══ Raw data

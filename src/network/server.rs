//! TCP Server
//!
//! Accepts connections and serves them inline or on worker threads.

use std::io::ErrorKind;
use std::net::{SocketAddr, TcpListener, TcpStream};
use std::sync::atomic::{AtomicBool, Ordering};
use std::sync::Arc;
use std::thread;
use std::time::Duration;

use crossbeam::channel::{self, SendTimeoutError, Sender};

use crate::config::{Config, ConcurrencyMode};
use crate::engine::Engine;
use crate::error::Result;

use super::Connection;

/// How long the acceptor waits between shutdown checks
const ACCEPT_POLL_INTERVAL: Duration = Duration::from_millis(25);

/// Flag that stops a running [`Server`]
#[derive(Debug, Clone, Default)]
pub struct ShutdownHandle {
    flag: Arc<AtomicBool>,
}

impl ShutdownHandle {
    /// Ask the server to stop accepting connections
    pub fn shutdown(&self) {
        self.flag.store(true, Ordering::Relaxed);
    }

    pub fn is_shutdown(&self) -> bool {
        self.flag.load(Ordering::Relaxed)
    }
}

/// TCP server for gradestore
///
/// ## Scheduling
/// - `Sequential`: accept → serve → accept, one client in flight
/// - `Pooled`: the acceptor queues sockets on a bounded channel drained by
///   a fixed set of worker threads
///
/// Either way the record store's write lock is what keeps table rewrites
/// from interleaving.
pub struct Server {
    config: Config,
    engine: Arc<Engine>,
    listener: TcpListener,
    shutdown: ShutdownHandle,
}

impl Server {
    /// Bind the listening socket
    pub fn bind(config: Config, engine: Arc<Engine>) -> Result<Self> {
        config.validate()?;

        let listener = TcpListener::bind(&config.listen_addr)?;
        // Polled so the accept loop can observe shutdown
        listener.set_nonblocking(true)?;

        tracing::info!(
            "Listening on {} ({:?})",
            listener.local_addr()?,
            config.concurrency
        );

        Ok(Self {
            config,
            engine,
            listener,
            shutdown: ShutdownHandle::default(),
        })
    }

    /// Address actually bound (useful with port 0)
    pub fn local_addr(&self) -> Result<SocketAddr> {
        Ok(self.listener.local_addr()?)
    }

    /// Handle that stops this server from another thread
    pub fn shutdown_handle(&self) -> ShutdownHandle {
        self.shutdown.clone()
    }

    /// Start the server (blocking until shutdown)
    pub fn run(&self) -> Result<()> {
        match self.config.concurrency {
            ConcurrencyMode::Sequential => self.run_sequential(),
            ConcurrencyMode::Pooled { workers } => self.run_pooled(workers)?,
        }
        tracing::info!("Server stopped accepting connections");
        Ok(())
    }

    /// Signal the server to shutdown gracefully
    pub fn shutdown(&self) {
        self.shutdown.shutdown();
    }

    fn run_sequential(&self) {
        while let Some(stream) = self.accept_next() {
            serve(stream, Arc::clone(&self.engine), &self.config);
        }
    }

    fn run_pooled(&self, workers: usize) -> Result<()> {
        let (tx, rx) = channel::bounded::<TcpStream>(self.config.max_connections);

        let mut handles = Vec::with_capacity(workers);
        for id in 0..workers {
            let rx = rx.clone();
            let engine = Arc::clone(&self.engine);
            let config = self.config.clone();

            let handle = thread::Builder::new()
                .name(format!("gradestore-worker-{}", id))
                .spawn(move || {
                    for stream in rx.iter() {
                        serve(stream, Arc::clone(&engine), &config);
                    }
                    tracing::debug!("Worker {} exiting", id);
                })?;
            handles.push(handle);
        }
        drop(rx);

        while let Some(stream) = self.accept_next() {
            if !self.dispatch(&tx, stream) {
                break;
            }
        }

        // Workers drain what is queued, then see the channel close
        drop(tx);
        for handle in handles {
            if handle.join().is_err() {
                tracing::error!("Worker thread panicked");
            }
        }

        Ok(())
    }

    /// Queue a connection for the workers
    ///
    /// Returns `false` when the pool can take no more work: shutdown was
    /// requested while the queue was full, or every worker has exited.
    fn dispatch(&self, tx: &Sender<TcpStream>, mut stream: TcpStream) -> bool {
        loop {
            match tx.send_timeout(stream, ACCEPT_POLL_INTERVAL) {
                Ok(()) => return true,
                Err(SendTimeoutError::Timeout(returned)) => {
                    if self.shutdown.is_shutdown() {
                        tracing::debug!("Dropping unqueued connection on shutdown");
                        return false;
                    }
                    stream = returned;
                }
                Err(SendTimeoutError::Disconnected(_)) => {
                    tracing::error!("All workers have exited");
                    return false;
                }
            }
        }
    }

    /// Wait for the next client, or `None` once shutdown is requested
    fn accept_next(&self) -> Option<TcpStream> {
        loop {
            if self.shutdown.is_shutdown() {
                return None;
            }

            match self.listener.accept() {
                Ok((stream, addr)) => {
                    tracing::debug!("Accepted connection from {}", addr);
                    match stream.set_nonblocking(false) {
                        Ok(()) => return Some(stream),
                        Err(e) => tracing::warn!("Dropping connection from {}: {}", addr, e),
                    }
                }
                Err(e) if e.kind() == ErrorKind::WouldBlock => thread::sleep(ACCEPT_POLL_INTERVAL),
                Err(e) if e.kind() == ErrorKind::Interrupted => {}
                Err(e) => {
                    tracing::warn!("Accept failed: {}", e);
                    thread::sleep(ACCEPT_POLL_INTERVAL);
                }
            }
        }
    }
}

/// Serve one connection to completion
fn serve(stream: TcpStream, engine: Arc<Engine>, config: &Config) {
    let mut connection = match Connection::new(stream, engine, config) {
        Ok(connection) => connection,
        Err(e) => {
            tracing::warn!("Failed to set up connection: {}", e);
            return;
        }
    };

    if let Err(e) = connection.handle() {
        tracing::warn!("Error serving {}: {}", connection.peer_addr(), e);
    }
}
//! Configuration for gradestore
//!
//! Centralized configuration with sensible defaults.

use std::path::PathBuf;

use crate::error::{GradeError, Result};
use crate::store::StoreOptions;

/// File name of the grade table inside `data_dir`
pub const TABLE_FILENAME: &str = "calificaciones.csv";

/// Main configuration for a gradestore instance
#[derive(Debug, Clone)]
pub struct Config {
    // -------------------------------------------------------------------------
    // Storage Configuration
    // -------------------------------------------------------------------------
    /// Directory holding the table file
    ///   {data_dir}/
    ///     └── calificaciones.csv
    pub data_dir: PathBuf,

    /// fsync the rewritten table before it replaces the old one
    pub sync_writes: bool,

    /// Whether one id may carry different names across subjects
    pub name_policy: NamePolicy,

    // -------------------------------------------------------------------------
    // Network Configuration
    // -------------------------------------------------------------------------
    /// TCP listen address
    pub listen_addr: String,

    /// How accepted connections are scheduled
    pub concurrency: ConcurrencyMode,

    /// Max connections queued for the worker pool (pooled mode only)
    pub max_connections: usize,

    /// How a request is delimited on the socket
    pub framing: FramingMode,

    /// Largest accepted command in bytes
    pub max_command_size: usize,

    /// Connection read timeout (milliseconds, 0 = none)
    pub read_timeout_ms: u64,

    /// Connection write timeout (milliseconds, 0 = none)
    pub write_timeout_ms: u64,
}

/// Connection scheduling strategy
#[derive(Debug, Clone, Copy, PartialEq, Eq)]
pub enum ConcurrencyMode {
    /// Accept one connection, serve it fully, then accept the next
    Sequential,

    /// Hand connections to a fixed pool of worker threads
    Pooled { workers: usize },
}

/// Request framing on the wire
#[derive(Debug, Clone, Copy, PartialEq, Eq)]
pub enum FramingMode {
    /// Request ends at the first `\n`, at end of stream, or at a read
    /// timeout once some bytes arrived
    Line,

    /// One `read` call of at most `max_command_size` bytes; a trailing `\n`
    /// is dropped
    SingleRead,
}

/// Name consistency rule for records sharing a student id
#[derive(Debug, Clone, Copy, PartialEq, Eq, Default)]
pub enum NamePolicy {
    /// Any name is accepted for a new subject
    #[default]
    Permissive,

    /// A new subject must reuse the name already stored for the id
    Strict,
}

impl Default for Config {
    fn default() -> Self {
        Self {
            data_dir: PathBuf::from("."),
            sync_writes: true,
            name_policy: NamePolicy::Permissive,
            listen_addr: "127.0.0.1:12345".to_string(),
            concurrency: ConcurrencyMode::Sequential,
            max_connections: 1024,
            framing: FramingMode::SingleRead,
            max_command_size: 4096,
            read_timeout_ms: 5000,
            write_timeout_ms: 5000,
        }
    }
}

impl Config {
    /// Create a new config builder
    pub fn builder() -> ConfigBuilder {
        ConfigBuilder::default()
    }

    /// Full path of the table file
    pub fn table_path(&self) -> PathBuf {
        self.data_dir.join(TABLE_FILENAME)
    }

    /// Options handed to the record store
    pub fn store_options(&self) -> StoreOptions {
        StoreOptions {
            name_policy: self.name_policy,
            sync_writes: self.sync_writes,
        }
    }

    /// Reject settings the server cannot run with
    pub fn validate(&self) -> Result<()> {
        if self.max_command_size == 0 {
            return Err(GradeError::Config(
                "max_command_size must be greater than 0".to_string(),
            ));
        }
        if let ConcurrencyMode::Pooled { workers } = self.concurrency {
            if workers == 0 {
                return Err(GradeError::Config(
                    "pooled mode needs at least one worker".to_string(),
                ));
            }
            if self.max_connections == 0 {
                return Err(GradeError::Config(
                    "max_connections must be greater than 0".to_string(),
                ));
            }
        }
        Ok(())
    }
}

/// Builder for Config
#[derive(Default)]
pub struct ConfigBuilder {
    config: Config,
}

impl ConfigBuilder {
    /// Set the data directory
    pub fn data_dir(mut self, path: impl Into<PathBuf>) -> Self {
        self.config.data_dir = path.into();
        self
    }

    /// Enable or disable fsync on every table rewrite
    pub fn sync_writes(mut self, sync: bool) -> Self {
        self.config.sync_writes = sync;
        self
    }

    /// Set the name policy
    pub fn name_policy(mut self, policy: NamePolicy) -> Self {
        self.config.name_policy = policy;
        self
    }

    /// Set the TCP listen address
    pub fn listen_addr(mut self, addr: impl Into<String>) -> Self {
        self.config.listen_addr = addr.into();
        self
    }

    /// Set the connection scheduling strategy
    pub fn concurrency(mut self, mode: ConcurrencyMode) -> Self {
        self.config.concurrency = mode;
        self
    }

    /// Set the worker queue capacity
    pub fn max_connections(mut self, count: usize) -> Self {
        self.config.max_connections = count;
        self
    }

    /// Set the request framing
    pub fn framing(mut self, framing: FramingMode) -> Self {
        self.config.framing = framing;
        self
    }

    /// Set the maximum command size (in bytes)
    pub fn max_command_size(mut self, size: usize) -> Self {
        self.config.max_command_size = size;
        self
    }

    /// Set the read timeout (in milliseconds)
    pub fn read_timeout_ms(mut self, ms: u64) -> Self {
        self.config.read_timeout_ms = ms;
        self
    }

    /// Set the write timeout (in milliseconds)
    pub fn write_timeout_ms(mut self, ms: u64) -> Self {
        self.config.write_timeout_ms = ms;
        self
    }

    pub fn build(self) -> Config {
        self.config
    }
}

════

The task –
Return, exactly, the lines from the first line of the records above to the line containing "use super::Connection;", both included.

Finished exercise –
filename src/network/server.rs
//! TCP Server
//!
//! Accepts connections and serves them inline or on worker threads.

use std::io::ErrorKind;
use std::net::{SocketAddr, TcpListener, TcpStream};
use std::sync::atomic::{AtomicBool, Ordering};
use std::sync::Arc;
use std::thread;
use std::time::Duration;

use crossbeam::channel::{self, SendTimeoutError, Sender};

use crate::config::{Config, ConcurrencyMode};
use crate::engine::Engine;
use crate::error::Result;

use super::Connection;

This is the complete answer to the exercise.